Assigned task: Look through the records below and collect all lines that hold the string "PoisonError".

§ §

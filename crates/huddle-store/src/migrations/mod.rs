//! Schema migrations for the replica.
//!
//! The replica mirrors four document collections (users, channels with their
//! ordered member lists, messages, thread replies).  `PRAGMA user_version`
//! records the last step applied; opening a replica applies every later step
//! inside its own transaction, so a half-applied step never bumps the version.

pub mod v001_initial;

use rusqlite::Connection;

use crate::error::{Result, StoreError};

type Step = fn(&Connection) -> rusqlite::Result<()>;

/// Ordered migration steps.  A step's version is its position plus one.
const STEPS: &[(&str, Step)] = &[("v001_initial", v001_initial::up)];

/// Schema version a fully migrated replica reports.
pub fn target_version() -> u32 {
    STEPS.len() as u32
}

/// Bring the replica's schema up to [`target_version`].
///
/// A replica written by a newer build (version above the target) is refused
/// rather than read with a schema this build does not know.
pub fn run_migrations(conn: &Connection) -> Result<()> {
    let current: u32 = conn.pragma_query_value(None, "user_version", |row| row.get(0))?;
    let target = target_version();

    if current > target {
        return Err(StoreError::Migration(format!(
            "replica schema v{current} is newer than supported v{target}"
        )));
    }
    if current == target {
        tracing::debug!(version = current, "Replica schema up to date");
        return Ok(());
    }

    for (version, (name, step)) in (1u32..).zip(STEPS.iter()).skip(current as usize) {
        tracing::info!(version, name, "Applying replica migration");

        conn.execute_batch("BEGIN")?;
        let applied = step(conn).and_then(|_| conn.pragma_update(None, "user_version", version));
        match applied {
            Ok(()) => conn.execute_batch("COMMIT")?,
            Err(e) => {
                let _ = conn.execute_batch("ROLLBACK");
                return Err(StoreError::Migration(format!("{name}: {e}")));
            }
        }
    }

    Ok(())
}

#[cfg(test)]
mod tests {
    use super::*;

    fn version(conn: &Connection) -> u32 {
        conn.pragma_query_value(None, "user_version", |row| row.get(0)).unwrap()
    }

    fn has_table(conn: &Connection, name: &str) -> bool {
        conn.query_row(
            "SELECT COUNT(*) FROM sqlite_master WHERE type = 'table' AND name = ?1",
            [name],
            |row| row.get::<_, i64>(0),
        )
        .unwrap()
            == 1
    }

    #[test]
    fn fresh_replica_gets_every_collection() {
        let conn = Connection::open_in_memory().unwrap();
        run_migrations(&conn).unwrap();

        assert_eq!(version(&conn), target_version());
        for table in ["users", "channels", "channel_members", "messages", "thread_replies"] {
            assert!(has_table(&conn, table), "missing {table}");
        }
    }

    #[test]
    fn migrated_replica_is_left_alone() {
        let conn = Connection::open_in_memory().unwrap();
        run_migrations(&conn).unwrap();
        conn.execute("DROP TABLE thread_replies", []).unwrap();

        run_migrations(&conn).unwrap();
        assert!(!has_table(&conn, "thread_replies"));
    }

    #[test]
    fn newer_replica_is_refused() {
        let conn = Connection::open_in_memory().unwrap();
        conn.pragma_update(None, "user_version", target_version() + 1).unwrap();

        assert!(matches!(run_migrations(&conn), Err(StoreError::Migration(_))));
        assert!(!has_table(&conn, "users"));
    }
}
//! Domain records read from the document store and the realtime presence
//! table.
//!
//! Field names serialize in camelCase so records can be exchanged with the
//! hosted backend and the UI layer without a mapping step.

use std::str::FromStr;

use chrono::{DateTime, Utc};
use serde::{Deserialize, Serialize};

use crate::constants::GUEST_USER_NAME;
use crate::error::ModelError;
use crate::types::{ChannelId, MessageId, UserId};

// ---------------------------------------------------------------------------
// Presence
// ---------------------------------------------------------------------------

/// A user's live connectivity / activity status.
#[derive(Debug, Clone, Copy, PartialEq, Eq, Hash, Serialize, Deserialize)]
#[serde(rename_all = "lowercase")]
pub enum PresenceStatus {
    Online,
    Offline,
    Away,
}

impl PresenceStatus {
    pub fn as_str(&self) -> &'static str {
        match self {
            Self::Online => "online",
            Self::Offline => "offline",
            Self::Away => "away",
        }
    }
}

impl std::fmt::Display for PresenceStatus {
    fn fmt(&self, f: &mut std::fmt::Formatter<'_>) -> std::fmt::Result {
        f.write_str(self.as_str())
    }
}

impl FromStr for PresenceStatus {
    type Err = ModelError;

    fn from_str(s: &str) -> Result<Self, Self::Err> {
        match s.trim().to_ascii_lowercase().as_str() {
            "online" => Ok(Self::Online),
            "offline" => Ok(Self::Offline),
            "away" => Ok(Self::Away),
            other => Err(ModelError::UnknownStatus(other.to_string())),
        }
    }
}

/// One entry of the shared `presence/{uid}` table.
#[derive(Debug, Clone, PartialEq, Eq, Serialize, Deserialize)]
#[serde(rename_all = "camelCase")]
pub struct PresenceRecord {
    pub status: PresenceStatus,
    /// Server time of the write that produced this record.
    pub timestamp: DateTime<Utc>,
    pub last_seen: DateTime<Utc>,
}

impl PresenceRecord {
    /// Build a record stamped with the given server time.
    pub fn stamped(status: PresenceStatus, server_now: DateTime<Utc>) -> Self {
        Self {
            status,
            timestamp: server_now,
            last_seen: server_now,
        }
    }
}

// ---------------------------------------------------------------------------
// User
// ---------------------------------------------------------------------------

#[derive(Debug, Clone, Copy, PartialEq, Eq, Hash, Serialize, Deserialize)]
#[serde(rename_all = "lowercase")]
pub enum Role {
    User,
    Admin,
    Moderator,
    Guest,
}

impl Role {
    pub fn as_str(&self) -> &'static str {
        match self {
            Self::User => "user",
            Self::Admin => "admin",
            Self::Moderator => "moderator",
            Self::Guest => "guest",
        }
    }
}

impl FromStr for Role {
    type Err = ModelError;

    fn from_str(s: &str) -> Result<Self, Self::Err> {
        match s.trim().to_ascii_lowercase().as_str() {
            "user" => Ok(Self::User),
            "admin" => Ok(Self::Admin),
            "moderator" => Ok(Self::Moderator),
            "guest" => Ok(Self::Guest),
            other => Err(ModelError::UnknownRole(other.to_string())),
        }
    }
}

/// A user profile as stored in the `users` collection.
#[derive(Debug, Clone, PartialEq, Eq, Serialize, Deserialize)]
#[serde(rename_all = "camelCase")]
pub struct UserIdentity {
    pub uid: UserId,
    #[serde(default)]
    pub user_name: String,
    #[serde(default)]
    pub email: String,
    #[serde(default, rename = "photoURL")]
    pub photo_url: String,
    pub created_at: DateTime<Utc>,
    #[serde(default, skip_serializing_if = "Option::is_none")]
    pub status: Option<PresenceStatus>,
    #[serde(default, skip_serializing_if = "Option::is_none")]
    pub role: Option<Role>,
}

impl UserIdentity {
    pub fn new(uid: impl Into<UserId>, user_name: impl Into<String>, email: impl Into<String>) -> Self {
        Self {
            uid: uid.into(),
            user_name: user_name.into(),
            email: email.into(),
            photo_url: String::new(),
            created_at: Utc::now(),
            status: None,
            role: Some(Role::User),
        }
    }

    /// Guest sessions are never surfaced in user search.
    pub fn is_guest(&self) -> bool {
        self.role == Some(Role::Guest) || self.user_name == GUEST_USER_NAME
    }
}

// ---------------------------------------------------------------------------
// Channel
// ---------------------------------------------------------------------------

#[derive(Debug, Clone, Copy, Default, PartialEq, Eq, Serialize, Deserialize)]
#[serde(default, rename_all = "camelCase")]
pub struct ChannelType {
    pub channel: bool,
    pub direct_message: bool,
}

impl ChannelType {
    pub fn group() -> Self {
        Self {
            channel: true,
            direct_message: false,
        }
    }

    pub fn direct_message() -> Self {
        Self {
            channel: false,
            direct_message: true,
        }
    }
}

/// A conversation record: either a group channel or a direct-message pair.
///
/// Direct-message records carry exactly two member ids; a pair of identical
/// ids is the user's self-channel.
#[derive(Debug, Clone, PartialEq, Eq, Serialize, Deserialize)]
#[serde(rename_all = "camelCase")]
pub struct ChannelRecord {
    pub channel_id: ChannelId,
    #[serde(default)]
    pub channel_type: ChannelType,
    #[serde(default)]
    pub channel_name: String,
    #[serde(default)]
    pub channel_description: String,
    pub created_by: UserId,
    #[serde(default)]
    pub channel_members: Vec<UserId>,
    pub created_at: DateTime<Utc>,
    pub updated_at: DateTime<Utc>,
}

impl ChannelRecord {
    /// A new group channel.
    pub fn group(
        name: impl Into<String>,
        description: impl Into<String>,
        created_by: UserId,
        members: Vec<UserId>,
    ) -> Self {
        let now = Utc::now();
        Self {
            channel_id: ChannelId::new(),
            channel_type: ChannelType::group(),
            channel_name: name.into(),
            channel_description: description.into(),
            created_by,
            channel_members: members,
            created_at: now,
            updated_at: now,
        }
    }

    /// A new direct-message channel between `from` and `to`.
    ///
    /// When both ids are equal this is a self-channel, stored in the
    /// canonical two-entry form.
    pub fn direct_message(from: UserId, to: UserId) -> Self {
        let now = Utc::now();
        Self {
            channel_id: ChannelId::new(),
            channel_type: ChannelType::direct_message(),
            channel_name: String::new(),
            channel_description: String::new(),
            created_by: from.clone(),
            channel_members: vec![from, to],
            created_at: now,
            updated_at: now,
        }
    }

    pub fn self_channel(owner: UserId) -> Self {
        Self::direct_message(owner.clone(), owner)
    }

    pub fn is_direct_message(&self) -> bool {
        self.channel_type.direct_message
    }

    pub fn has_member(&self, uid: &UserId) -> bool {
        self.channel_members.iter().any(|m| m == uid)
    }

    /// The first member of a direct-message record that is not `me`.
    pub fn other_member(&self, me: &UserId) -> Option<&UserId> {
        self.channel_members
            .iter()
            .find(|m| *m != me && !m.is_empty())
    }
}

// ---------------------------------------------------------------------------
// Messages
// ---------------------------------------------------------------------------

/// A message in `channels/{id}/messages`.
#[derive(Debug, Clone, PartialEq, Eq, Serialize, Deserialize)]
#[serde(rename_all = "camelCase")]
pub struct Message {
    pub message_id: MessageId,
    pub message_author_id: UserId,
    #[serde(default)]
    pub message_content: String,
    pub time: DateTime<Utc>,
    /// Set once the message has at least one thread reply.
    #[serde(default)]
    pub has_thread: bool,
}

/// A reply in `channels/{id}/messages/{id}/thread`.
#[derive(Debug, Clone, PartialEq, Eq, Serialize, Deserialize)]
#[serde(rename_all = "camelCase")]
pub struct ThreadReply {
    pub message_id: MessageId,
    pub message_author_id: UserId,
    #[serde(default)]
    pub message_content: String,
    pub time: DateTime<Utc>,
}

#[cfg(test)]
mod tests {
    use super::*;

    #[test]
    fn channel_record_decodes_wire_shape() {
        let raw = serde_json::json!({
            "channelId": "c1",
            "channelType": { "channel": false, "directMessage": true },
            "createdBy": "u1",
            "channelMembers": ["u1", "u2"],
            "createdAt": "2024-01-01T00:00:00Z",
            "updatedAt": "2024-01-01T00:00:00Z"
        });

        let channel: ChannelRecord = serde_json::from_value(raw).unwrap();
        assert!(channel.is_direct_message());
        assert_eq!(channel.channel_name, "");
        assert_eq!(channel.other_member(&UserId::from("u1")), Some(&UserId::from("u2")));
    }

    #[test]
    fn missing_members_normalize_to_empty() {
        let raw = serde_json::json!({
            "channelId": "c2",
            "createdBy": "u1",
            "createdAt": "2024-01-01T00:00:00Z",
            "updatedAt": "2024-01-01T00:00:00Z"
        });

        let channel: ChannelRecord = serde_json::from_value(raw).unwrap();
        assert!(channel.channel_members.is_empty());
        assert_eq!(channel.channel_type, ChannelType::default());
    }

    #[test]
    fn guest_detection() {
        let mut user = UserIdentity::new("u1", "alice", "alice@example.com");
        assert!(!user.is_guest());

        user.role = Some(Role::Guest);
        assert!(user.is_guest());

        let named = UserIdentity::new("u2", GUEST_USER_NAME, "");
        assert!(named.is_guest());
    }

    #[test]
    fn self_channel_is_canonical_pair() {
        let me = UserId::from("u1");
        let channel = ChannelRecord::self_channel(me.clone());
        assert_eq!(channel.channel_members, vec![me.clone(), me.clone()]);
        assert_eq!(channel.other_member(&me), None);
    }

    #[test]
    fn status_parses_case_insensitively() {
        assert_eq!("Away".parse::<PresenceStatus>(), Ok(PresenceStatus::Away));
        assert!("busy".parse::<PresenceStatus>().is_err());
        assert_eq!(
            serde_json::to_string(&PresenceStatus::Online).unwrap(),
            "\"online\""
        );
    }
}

§ §

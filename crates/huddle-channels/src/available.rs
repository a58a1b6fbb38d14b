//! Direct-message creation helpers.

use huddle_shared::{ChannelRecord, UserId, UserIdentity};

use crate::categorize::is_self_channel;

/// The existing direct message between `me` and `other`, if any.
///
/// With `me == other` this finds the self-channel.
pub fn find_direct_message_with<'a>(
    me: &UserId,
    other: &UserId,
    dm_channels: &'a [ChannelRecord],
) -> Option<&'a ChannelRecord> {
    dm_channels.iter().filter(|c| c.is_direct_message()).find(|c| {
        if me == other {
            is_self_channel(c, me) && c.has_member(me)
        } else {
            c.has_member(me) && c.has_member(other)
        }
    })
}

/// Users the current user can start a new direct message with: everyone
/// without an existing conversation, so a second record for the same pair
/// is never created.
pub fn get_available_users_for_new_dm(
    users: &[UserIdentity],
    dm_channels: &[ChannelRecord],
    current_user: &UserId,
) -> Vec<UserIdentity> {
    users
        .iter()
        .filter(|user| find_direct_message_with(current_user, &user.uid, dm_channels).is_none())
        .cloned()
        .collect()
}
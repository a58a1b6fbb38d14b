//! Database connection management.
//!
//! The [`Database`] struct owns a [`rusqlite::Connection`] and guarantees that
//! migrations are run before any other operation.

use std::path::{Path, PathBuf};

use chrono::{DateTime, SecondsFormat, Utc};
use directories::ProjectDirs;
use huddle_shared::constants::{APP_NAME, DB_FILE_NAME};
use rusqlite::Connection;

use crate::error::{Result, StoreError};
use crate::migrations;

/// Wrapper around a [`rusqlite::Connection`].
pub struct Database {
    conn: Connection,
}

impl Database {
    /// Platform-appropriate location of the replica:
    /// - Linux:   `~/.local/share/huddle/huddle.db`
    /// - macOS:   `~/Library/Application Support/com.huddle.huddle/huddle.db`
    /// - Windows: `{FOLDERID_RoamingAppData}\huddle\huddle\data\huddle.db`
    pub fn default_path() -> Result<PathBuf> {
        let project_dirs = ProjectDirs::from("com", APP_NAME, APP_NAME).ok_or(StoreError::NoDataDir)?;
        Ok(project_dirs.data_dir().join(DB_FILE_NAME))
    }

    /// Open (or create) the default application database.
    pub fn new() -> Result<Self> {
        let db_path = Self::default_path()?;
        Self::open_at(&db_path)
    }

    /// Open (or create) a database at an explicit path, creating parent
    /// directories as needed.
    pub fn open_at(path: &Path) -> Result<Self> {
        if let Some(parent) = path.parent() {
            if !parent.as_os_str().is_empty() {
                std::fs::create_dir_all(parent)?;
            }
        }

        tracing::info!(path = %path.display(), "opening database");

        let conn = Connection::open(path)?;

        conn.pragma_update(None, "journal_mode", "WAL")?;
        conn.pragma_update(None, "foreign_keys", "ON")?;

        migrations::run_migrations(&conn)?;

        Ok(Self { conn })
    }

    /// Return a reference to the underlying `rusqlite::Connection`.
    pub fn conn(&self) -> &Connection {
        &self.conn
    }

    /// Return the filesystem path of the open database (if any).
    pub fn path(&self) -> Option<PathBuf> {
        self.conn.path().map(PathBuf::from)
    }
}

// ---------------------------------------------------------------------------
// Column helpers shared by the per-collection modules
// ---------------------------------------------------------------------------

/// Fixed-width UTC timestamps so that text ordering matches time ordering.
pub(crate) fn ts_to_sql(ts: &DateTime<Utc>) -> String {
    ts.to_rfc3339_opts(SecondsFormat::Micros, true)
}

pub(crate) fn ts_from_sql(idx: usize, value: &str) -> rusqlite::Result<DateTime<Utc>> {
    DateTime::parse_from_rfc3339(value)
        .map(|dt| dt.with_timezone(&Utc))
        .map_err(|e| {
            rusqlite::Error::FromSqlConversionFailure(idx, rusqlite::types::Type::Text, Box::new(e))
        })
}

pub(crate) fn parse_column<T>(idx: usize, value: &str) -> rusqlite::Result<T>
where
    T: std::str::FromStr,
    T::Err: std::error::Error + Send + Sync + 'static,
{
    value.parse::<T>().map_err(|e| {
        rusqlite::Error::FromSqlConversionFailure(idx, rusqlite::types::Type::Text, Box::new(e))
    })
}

§ §

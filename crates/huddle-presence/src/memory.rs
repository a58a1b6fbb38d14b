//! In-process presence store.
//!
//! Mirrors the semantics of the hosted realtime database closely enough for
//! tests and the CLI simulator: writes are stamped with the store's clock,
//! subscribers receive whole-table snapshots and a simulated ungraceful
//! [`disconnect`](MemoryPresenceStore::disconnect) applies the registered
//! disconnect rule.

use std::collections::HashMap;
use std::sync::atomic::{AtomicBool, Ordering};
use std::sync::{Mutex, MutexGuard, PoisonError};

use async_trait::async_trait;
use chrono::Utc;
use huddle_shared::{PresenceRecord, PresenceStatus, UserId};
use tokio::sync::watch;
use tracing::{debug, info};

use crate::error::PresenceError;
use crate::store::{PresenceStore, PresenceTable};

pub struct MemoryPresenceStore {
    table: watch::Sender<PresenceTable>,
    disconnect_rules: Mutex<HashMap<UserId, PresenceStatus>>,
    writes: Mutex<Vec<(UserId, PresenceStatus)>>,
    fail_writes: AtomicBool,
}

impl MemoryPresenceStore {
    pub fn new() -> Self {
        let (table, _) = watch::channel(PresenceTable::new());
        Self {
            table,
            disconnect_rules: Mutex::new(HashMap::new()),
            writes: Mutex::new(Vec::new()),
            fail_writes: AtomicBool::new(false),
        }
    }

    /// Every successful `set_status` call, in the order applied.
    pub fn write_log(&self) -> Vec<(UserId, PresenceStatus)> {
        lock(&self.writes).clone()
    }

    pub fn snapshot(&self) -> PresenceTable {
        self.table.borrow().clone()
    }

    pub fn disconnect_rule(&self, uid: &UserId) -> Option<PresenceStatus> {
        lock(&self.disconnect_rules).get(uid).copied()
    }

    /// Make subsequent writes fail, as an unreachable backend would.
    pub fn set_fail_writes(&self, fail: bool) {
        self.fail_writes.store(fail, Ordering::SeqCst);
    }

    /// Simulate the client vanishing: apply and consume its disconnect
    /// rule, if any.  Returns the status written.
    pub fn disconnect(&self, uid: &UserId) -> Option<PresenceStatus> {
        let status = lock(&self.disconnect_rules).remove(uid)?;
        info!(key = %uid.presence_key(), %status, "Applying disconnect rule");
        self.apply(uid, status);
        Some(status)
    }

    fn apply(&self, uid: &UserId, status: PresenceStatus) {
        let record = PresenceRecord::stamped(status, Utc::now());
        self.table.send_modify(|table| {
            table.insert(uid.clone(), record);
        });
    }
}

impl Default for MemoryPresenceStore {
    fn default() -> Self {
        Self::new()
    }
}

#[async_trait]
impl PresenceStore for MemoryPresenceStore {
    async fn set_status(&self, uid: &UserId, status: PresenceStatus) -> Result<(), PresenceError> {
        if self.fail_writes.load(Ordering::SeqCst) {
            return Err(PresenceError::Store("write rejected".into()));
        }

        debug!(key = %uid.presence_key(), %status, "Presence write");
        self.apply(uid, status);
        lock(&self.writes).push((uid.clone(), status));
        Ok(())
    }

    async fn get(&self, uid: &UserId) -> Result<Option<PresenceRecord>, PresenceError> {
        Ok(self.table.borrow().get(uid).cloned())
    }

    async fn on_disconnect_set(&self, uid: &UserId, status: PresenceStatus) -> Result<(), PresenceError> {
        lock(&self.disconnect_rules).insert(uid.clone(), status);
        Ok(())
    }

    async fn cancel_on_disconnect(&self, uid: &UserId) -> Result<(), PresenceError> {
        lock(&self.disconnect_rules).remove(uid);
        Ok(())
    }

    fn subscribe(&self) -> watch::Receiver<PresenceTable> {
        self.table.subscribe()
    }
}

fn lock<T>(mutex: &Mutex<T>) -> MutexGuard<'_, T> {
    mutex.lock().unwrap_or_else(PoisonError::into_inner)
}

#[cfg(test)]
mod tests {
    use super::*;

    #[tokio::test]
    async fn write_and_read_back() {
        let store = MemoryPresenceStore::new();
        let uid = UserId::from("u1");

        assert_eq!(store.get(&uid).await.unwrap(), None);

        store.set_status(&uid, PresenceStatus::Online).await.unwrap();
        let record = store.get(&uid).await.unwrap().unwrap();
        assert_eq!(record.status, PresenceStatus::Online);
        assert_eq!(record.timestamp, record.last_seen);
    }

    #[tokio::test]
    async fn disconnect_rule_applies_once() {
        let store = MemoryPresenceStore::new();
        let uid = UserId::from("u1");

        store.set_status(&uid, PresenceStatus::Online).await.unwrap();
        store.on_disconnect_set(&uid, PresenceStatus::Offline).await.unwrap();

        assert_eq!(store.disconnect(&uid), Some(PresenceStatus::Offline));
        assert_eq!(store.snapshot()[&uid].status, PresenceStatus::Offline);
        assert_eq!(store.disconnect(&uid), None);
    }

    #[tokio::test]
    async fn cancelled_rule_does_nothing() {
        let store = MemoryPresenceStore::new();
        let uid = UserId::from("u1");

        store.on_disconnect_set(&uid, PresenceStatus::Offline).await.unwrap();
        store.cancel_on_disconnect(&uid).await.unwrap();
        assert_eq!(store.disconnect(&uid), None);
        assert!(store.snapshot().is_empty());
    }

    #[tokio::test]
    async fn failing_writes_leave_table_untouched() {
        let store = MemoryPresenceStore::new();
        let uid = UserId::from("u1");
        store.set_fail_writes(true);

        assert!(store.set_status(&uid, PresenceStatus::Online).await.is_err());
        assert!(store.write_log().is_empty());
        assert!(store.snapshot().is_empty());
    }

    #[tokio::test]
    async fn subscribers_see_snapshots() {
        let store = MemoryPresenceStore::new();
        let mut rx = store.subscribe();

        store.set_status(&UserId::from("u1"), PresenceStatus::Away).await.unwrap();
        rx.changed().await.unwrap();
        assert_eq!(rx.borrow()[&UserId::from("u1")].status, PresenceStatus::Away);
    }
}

§ §

Solution for this problem:
use std::sync::{Mutex, MutexGuard, PoisonError};
    mutex.lock().unwrap_or_else(PoisonError::into_inner)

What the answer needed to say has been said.